[Saved entries]

____________

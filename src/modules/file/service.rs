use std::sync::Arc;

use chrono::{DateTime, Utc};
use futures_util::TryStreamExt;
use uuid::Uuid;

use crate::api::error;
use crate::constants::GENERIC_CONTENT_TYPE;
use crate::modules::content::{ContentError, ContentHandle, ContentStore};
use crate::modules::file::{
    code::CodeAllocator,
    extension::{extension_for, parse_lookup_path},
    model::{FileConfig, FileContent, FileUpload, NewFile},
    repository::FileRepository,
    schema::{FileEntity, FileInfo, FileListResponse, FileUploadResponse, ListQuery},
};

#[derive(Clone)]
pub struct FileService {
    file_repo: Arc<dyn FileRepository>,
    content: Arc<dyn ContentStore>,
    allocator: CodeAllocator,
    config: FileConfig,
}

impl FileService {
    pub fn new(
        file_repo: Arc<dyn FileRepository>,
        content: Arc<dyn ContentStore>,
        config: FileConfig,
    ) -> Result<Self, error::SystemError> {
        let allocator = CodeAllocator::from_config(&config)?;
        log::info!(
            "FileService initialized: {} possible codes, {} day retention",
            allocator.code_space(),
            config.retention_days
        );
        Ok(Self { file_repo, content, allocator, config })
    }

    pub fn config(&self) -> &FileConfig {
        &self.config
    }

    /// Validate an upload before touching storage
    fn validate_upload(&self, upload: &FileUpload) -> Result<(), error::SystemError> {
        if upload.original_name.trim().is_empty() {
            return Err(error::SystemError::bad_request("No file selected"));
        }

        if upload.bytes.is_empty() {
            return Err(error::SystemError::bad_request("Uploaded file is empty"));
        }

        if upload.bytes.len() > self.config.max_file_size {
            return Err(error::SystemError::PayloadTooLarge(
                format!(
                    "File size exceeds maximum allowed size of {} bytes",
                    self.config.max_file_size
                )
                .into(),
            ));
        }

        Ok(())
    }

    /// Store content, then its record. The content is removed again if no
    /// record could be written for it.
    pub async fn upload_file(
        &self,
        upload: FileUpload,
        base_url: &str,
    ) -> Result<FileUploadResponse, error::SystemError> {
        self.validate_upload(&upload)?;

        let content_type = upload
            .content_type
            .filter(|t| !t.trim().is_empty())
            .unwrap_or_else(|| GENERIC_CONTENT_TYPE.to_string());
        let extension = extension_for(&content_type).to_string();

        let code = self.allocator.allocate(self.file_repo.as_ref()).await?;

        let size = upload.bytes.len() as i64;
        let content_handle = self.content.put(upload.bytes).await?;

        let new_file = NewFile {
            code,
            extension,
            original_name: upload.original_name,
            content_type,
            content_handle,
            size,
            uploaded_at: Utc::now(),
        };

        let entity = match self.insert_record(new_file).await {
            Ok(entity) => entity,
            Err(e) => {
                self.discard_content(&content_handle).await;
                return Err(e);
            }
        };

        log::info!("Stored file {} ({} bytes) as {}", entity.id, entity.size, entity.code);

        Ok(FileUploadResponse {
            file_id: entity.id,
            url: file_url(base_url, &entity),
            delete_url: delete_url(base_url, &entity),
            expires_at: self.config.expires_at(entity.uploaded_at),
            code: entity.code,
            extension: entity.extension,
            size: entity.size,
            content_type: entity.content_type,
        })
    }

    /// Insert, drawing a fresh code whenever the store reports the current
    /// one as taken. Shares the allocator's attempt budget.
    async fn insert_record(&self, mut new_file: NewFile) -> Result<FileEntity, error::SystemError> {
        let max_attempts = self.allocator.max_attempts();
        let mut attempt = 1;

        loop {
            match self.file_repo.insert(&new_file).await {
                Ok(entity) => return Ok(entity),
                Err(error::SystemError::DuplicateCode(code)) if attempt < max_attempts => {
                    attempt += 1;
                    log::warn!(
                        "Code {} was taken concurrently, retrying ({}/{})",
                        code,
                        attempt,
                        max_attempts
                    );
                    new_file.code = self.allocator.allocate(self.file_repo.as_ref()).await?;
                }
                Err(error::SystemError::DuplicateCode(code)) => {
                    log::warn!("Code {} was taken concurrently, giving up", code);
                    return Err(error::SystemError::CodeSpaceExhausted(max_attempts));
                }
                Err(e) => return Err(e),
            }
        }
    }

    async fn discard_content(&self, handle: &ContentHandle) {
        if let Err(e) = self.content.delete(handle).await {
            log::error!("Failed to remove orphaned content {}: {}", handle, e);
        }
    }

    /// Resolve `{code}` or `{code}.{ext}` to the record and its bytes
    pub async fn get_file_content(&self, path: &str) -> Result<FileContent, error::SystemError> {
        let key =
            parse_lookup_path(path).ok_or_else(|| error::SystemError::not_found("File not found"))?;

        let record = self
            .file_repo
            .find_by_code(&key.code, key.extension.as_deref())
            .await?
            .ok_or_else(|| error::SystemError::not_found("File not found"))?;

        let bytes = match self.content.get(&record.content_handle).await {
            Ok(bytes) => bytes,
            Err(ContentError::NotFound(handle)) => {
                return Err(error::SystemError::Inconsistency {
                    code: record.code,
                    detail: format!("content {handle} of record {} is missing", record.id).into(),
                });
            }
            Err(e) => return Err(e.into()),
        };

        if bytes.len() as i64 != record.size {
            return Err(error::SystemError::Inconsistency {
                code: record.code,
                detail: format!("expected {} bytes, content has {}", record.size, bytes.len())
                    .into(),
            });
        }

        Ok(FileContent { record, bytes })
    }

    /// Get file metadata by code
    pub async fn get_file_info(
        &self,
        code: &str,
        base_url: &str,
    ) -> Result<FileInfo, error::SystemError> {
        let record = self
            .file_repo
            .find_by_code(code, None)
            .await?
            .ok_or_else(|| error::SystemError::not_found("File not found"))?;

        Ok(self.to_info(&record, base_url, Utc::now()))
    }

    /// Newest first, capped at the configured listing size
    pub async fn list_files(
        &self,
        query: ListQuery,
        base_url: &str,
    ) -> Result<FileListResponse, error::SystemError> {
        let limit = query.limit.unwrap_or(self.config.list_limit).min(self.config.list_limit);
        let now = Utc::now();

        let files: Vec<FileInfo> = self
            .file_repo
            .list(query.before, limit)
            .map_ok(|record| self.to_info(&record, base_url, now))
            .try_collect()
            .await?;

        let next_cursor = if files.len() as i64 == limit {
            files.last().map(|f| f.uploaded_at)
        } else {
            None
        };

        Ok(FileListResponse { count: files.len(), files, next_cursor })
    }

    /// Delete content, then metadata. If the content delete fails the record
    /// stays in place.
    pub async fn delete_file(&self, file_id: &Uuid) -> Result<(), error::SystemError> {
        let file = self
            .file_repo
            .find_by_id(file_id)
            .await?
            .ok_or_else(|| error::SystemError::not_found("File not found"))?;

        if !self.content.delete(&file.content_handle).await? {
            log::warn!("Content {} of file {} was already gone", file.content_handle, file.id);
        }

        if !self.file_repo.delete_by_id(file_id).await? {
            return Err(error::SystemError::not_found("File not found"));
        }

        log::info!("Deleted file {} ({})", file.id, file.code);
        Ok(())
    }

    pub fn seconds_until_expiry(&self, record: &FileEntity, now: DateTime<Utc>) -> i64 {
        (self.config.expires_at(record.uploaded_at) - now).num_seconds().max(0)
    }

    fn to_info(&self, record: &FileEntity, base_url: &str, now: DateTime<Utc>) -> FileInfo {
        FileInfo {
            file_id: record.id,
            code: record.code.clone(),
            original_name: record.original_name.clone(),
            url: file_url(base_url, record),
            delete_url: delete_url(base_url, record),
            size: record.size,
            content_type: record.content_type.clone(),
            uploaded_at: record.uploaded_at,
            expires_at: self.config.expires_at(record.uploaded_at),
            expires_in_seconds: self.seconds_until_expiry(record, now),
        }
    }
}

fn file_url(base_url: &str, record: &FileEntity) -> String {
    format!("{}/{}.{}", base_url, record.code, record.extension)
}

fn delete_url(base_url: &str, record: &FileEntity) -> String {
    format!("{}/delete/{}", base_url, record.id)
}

____________

## Problem description
Isolate the lines above that contain the word "FileConfig" and copy them.

## Answer to this task
    model::{FileConfig, FileContent, FileUpload, NewFile},
    config: FileConfig,
        config: FileConfig,
    pub fn config(&self) -> &FileConfig {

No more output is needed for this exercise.